É nesse contexto que entra na história o buraco na parede. Ele é aberto por ladrões durante a noite, aproveitando o terreno vazio ao lado do imóvel onde fica a galeria. Feito o buraco os marginais entram na galeria e saqueiam todos os boxes. Do cabeleireiro levam as tesouras,  o secador, as toalhas e até o estabilizador de voltagem; da loja de conserto de telefones, todos os aparelhos que os clientes deixaram ali para consertar; da lojinha todas as peças de roupa; da lan house os seis computadores. E assim por diante, até que saem pela porta da frente com o produto do crime sem que ninguém os veja.

Não é possível descrever em detalhes o desespero dos empresários na manhã seguinte. O rapaz da lan house fecha seu negócio e avisa que vai adiar o seu casamento; o cabeleireiro sai atrás de um parente que empreste a ele algum dinheiro para a compra de tesouras e um secador; o homem que conserta telefones desespera-se porque não sabe como se justificar perante os clientes que deixaram ali os seus aparelhos; o sapateiro reclama pelas botas levadas e enfia a cabeça na meia-sola que precisa colocar num sapato; a mulher que vende roupas chora, inconsolável.

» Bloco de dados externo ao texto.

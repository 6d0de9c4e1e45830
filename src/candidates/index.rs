//! Statistical index over a word list
//!
//! Three families of buckets, each a [`WordSet`] over positions in the list:
//! words with a given letter at a given position, words containing a letter,
//! and words containing a letter exactly `n` times.

use super::word_set::WordSet;
use crate::core::{ALPHABET_SIZE, Word};

/// Buckets of word indices used by restriction and guess elimination
#[derive(Debug, Clone)]
pub struct WordIndex {
    word_length: usize,
    len: usize,
    /// `position * ALPHABET_SIZE + letter`
    by_position: Vec<WordSet>,
    contains: Vec<WordSet>,
    /// `letter * (word_length + 1) + count`, count 0 included
    letter_count: Vec<WordSet>,
}

impl WordIndex {
    /// Build the index for `words`, all of which are `word_length` long
    #[must_use]
    pub fn build(words: &[Word], word_length: usize) -> Self {
        let len = words.len();
        let empty = WordSet::empty(len);

        let mut by_position = vec![empty.clone(); word_length * ALPHABET_SIZE];
        let mut contains = vec![empty.clone(); ALPHABET_SIZE];
        let mut letter_count = vec![empty; ALPHABET_SIZE * (word_length + 1)];

        for (i, word) in words.iter().enumerate() {
            debug_assert_eq!(word.len(), word_length);

            for position in 0..word_length {
                by_position[position * ALPHABET_SIZE + word.index_at(position)].insert(i);
            }

            let counts = word.letter_counts();
            for (letter, &count) in counts.iter().enumerate() {
                if count > 0 {
                    contains[letter].insert(i);
                }
                letter_count[letter * (word_length + 1) + usize::from(count)].insert(i);
            }
        }

        Self {
            word_length,
            len,
            by_position,
            contains,
            letter_count,
        }
    }

    /// Number of words the index was built over
    #[must_use]
    pub const fn len(&self) -> usize {
        self.len
    }

    #[must_use]
    pub const fn is_empty(&self) -> bool {
        self.len == 0
    }

    #[must_use]
    pub const fn word_length(&self) -> usize {
        self.word_length
    }

    /// Words with `letter` at `position`
    #[inline]
    #[must_use]
    pub fn with_letter_at(&self, position: usize, letter: usize) -> &WordSet {
        &self.by_position[position * ALPHABET_SIZE + letter]
    }

    /// Words containing `letter` anywhere
    #[inline]
    #[must_use]
    pub fn containing(&self, letter: usize) -> &WordSet {
        &self.contains[letter]
    }

    /// Words containing `letter` exactly `count` times
    ///
    /// # Panics
    /// Panics if `count` exceeds the word length
    #[inline]
    #[must_use]
    pub fn with_count(&self, letter: usize, count: usize) -> &WordSet {
        assert!(count <= self.word_length, "letter count above word length");
        &self.letter_count[letter * (self.word_length + 1) + count]
    }
}

#[cfg(test)]
mod tests {
    use super::*;
    use crate::core::letter_index;

    fn words(list: &[&str]) -> Vec<Word> {
        list.iter().map(|w| Word::new(w).unwrap()).collect()
    }

    fn indices(set: &WordSet) -> Vec<usize> {
        set.iter().collect()
    }

    #[test]
    fn buckets_by_position() {
        let list = words(&["crane", "crate", "slate", "speed"]);
        let index = WordIndex::build(&list, 5);

        assert_eq!(index.len(), 4);
        assert_eq!(indices(index.with_letter_at(0, letter_index(b'c'))), [0, 1]);
        assert_eq!(indices(index.with_letter_at(4, letter_index(b'e'))), [0, 1, 2]);
        assert!(index.with_letter_at(2, letter_index(b'z')).is_empty());
    }

    #[test]
    fn buckets_by_letter() {
        let list = words(&["crane", "crate", "slate", "speed"]);
        let index = WordIndex::build(&list, 5);

        assert_eq!(indices(index.containing(letter_index(b's'))), [2, 3]);
        assert_eq!(indices(index.with_count(letter_index(b'e'), 2)), [3]);
        assert_eq!(indices(index.with_count(letter_index(b'e'), 1)), [0, 1, 2]);
        assert_eq!(indices(index.with_count(letter_index(b's'), 0)), [0, 1]);
    }

    #[test]
    fn every_word_in_exactly_one_bucket_per_dimension() {
        let list = words(&["aabbc", "abcab", "ccccc", "speed", "erase"]);
        let index = WordIndex::build(&list, 5);

        for i in 0..list.len() {
            for position in 0..5 {
                let hits = (0..ALPHABET_SIZE)
                    .filter(|&letter| index.with_letter_at(position, letter).contains(i))
                    .count();
                assert_eq!(hits, 1);
            }
            for letter in 0..ALPHABET_SIZE {
                let hits = (0..=5)
                    .filter(|&count| index.with_count(letter, count).contains(i))
                    .count();
                assert_eq!(hits, 1);
            }
        }
    }
}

A polícia é chamada e corre o boato de que o crime foi obra de quatro ladrões. Os empresários conversam entre si, avaliando as possibilidades dos ladrões serem presos e assim recuperarem pelo menos alguns dos seus pertences. Horas depois chega a notícia de que os mesmos ladrões roubaram cinco casas na madrugada, mas que ainda não foram identificados e localizados.

No meio da tarde o buraco da parede é fechado. Fica o buraco nas vidas.